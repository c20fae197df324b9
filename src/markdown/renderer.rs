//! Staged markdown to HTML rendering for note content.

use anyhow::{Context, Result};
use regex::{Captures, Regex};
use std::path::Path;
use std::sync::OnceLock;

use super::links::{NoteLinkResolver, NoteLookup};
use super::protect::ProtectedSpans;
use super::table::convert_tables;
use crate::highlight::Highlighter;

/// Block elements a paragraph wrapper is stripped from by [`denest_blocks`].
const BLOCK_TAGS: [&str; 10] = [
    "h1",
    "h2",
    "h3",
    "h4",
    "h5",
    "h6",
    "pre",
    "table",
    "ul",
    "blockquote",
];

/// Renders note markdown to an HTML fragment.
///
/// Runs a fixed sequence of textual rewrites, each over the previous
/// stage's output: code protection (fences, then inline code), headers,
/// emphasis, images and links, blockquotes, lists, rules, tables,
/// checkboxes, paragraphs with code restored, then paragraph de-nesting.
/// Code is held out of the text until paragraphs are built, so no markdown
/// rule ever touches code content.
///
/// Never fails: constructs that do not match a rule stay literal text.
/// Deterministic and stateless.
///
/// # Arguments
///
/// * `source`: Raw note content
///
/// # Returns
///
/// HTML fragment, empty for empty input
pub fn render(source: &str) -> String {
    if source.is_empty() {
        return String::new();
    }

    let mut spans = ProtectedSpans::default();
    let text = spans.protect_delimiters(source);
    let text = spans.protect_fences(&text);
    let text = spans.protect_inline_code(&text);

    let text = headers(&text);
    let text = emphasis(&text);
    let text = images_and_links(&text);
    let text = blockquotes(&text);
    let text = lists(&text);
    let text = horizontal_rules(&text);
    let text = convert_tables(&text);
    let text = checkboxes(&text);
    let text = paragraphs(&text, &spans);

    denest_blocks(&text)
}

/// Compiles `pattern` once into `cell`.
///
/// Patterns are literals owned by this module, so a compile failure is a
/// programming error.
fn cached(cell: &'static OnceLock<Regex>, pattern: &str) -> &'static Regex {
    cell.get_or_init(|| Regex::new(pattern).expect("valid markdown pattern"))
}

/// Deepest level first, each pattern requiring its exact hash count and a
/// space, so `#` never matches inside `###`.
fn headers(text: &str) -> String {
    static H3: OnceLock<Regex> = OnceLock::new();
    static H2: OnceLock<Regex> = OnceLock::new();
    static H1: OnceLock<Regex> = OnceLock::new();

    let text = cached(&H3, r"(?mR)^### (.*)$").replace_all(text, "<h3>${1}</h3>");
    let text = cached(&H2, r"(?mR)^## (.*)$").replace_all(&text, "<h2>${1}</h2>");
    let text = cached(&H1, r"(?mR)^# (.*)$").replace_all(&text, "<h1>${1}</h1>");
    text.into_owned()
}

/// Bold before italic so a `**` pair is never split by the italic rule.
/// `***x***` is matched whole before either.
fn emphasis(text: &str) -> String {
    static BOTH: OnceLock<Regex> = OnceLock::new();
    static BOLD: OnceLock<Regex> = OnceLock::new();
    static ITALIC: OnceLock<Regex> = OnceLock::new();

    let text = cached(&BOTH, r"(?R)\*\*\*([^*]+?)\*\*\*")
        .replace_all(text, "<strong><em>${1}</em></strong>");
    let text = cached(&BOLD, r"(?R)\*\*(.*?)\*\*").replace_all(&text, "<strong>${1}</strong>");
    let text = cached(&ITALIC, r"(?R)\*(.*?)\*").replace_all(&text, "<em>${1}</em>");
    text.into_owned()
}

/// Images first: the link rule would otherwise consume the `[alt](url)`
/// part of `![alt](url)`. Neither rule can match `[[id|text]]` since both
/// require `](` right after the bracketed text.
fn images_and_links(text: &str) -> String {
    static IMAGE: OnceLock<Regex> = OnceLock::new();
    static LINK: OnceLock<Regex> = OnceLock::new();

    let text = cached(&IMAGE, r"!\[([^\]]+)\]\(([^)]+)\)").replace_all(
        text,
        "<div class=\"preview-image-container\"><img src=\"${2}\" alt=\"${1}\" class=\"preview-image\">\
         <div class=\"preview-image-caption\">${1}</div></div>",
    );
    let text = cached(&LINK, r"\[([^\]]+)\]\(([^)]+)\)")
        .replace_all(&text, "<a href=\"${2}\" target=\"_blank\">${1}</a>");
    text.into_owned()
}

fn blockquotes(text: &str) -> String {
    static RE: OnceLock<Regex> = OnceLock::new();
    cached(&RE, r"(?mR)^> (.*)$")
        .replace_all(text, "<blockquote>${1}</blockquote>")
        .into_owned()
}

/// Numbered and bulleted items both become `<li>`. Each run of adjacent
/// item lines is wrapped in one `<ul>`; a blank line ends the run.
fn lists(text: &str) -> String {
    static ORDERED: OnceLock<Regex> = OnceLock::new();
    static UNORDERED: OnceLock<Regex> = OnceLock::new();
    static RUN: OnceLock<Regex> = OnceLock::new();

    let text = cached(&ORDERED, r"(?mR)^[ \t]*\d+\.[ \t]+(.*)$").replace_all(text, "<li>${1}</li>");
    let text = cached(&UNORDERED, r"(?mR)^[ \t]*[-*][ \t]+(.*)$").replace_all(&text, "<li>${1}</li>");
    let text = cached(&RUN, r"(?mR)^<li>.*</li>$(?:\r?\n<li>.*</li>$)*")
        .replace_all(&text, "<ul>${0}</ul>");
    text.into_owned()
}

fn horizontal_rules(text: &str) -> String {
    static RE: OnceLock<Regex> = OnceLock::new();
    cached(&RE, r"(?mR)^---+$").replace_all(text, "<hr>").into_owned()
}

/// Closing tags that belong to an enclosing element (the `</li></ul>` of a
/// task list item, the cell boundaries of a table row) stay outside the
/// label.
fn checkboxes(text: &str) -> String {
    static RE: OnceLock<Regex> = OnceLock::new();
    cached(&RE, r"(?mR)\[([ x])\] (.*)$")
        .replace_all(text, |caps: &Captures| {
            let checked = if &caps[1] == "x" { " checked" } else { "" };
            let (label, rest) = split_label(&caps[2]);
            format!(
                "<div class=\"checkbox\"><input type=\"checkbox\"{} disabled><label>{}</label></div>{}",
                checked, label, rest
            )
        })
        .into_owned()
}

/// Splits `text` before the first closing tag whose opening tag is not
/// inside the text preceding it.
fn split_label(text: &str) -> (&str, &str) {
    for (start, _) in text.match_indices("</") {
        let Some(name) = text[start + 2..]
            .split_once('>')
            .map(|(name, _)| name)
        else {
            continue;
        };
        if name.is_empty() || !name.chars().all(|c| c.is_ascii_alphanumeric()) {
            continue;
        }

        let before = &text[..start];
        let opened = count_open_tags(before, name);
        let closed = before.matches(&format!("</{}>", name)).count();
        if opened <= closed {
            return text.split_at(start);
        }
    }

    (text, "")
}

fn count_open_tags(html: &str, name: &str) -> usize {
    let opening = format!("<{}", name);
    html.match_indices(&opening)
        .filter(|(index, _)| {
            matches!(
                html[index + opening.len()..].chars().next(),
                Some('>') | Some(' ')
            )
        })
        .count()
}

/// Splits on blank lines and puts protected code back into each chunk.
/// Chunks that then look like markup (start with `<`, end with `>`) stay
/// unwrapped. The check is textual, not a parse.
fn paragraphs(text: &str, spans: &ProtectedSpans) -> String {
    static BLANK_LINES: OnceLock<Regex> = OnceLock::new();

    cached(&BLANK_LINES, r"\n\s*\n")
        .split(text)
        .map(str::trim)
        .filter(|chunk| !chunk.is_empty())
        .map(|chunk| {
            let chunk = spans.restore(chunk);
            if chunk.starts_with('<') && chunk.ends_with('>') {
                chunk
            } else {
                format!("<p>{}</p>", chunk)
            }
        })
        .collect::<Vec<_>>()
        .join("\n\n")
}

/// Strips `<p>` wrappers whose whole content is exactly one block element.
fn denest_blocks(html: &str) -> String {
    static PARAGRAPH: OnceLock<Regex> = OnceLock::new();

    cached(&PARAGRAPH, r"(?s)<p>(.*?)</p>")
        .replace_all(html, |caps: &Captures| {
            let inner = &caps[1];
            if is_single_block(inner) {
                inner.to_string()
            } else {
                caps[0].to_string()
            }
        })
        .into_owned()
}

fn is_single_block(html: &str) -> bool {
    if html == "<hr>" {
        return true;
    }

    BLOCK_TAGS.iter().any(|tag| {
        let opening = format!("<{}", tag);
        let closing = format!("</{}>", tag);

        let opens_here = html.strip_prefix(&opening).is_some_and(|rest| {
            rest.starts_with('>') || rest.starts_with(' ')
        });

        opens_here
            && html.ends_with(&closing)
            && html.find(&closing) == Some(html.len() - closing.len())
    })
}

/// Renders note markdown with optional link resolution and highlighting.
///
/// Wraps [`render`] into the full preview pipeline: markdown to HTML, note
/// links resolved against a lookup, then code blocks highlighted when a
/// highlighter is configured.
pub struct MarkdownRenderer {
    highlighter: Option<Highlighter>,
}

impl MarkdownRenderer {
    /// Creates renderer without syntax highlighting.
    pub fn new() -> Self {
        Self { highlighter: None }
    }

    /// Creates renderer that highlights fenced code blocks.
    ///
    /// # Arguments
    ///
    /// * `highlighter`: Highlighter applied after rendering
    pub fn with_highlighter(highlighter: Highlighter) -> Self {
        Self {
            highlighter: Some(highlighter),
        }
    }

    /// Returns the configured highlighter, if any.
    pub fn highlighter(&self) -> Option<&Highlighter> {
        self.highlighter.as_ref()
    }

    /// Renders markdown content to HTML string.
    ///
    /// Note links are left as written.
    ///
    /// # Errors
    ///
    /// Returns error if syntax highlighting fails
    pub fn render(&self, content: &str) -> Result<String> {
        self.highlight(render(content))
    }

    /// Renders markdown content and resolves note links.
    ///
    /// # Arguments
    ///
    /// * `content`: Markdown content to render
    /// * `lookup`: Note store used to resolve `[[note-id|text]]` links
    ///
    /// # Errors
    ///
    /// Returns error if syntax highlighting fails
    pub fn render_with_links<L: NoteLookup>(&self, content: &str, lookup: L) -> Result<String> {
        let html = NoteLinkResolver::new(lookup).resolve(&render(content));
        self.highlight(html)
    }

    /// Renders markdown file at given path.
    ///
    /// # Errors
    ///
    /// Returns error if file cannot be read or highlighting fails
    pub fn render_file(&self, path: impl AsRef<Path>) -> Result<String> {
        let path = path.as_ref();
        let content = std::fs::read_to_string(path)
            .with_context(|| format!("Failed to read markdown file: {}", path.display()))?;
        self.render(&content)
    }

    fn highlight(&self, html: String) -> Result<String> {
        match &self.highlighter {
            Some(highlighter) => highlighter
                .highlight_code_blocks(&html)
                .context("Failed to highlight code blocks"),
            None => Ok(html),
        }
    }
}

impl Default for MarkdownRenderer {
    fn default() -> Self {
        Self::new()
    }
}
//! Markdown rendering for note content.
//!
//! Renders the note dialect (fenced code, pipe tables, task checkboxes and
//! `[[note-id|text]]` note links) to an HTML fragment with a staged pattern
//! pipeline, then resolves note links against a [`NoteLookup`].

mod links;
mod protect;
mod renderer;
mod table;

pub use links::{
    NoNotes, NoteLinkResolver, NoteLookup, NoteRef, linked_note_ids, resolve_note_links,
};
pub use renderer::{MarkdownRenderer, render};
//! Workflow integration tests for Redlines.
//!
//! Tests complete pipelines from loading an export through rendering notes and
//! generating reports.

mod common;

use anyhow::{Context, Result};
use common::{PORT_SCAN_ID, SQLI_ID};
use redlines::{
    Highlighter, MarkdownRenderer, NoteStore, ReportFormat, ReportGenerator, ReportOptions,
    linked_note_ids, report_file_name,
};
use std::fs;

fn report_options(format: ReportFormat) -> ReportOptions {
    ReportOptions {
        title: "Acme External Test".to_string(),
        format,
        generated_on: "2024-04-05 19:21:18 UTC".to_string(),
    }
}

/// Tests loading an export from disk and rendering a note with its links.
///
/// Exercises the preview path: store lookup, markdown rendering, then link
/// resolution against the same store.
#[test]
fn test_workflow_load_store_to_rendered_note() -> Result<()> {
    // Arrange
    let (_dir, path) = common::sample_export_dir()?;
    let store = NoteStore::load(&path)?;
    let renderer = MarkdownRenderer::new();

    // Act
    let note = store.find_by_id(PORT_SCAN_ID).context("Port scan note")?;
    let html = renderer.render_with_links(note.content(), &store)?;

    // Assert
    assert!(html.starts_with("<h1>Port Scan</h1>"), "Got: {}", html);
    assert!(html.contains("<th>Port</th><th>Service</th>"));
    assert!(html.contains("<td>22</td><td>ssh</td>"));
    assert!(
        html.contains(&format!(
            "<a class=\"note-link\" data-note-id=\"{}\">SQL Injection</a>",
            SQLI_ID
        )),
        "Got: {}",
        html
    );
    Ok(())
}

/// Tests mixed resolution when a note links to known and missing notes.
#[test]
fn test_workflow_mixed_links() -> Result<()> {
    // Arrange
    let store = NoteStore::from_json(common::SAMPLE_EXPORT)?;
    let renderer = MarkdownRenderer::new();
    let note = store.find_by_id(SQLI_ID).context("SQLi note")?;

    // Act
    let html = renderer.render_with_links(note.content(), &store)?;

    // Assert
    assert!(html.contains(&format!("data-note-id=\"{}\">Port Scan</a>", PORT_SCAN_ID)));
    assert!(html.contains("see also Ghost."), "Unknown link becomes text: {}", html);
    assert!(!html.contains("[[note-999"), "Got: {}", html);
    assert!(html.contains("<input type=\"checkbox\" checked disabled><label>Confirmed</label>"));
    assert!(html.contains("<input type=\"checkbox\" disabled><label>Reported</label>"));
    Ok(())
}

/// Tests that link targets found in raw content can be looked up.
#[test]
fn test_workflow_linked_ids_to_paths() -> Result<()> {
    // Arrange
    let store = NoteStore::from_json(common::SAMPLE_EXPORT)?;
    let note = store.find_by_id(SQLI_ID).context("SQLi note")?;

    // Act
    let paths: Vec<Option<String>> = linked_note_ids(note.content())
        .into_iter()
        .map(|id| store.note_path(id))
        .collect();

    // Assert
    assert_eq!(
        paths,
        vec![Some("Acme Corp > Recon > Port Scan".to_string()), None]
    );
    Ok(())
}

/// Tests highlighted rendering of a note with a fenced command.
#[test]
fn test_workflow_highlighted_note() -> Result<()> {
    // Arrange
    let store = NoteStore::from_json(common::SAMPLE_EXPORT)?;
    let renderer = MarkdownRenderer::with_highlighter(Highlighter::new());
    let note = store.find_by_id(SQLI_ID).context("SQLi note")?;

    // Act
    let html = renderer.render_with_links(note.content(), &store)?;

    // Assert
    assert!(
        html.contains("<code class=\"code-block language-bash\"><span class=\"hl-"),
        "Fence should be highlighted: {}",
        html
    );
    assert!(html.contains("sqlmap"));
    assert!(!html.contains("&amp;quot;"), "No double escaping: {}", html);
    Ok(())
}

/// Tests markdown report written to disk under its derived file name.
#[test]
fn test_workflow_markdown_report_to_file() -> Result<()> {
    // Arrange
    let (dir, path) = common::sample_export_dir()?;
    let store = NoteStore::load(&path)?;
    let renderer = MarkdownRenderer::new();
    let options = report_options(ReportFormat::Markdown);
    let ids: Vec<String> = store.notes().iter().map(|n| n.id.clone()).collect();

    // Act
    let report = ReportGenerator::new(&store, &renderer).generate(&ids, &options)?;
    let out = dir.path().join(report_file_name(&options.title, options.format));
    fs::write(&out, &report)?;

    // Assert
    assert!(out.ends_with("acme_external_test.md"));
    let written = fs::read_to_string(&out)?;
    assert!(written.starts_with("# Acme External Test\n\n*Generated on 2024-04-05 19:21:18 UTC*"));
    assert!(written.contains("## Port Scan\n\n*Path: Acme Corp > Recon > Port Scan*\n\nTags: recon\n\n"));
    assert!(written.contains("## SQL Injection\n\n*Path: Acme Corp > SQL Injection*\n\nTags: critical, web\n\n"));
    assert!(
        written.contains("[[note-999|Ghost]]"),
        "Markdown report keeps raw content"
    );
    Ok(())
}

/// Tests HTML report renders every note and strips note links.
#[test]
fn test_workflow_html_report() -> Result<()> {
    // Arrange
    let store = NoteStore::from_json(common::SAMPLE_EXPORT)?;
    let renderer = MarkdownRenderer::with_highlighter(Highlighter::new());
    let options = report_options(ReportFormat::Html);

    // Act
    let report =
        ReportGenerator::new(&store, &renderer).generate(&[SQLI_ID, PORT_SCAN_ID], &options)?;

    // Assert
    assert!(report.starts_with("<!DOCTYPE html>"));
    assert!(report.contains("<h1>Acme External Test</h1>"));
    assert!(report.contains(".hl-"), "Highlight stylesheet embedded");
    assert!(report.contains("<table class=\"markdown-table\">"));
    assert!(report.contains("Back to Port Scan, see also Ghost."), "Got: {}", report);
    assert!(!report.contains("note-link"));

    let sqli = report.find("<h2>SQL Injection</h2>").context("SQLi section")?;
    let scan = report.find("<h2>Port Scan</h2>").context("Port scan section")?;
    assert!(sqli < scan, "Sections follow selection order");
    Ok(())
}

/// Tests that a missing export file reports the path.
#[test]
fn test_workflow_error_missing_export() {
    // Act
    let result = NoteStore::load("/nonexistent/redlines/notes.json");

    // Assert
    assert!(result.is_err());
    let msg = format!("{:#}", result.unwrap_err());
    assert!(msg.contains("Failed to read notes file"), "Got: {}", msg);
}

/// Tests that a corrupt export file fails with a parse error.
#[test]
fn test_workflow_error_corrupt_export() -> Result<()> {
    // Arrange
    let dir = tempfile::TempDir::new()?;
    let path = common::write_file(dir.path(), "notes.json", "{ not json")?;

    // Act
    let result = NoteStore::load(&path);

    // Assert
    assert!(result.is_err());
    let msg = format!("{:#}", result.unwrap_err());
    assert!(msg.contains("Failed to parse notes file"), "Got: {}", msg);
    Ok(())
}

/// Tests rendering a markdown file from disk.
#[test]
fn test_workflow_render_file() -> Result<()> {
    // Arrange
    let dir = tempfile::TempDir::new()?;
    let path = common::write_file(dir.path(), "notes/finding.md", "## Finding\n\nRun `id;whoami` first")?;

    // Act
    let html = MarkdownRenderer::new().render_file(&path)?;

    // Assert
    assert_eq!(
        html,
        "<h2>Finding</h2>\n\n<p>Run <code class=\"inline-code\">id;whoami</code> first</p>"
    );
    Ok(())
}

....

WORK INSTRUCTIONS:
Determine how many lines in the listing above hold the word "UNORDERED", and reply with that number only.

TASK RESPONSE:
2